Requirement: Line by line, transcribe the data shown below.
*** Opening Excerpted data ***
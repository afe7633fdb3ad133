use std::{io, path::PathBuf};

#[derive(Debug, thiserror::Error)]
pub enum TestError {
    #[error("block size must be positive, got {0}M")]
    InvalidBlockSize(f64),
    #[error("random source unavailable: {0}")]
    RandomSource(#[from] rand::Error),
    #[error("all block generators exited before the write phase finished")]
    GeneratorsExhausted,
    #[error("could not create {}: {source}", path.display())]
    CreateDir { path: PathBuf, source: io::Error },
    #[error("could not enter {}: {source}", path.display())]
    EnterDir { path: PathBuf, source: io::Error },
    #[error("io error: {0}")]
    Io(#[from] io::Error),
}

pub type Result<T> = std::result::Result<T, TestError>;

impl TestError {
    /// Process exit status: only a block directory that cannot be created or
    /// entered fails the run. Anything else is reported and exits cleanly.
    pub fn exit_code(&self) -> i32 {
        match self {
            TestError::CreateDir { .. } | TestError::EnterDir { .. } => 1,
            _ => 0,
        }
    }
}

#[cfg(test)]
mod tests {
    use super::*;

    #[test]
    fn only_directory_failures_exit_nonzero() {
        let denied = || io::Error::new(io::ErrorKind::PermissionDenied, "denied");
        let create = TestError::CreateDir {
            path: PathBuf::from("/mnt/stick/bad"),
            source: denied(),
        };
        let enter = TestError::EnterDir {
            path: PathBuf::from("/mnt/stick/bad"),
            source: denied(),
        };
        assert_eq!(create.exit_code(), 1);
        assert_eq!(enter.exit_code(), 1);
        assert_eq!(TestError::GeneratorsExhausted.exit_code(), 0);
        assert_eq!(TestError::InvalidBlockSize(0.0).exit_code(), 0);
        assert_eq!(TestError::Io(denied()).exit_code(), 0);
    }
}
*** Closing Excerpted data ***
Exercise result:
repository afe7633fdb3ad133
use std::{io, path::PathBuf};

#[derive(Debug, thiserror::Error)]
pub enum TestError {
    #[error("block size must be positive, got {0}M")]
    InvalidBlockSize(f64),
    #[error("random source unavailable: {0}")]
    RandomSource(#[from] rand::Error),
    #[error("all block generators exited before the write phase finished")]
    GeneratorsExhausted,
    #[error("could not create {}: {source}", path.display())]
    CreateDir { path: PathBuf, source: io::Error },
    #[error("could not enter {}: {source}", path.display())]
    EnterDir { path: PathBuf, source: io::Error },
    #[error("io error: {0}")]
    Io(#[from] io::Error),
}

pub type Result<T> = std::result::Result<T, TestError>;

impl TestError {
    /// Process exit status: only a block directory that cannot be created or
    /// entered fails the run. Anything else is reported and exits cleanly.
    pub fn exit_code(&self) -> i32 {
        match self {
            TestError::CreateDir { .. } | TestError::EnterDir { .. } => 1,
            _ => 0,
        }
    }
}

#[cfg(test)]
mod tests {
    use super::*;

    #[test]
    fn only_directory_failures_exit_nonzero() {
        let denied = || io::Error::new(io::ErrorKind::PermissionDenied, "denied");
        let create = TestError::CreateDir {
            path: PathBuf::from("/mnt/stick/bad"),
            source: denied(),
        };
        let enter = TestError::EnterDir {
            path: PathBuf::from("/mnt/stick/bad"),
            source: denied(),
        };
        assert_eq!(create.exit_code(), 1);
        assert_eq!(enter.exit_code(), 1);
        assert_eq!(TestError::GeneratorsExhausted.exit_code(), 0);
        assert_eq!(TestError::InvalidBlockSize(0.0).exit_code(), 0);
        assert_eq!(TestError::Io(denied()).exit_code(), 0);
    }
}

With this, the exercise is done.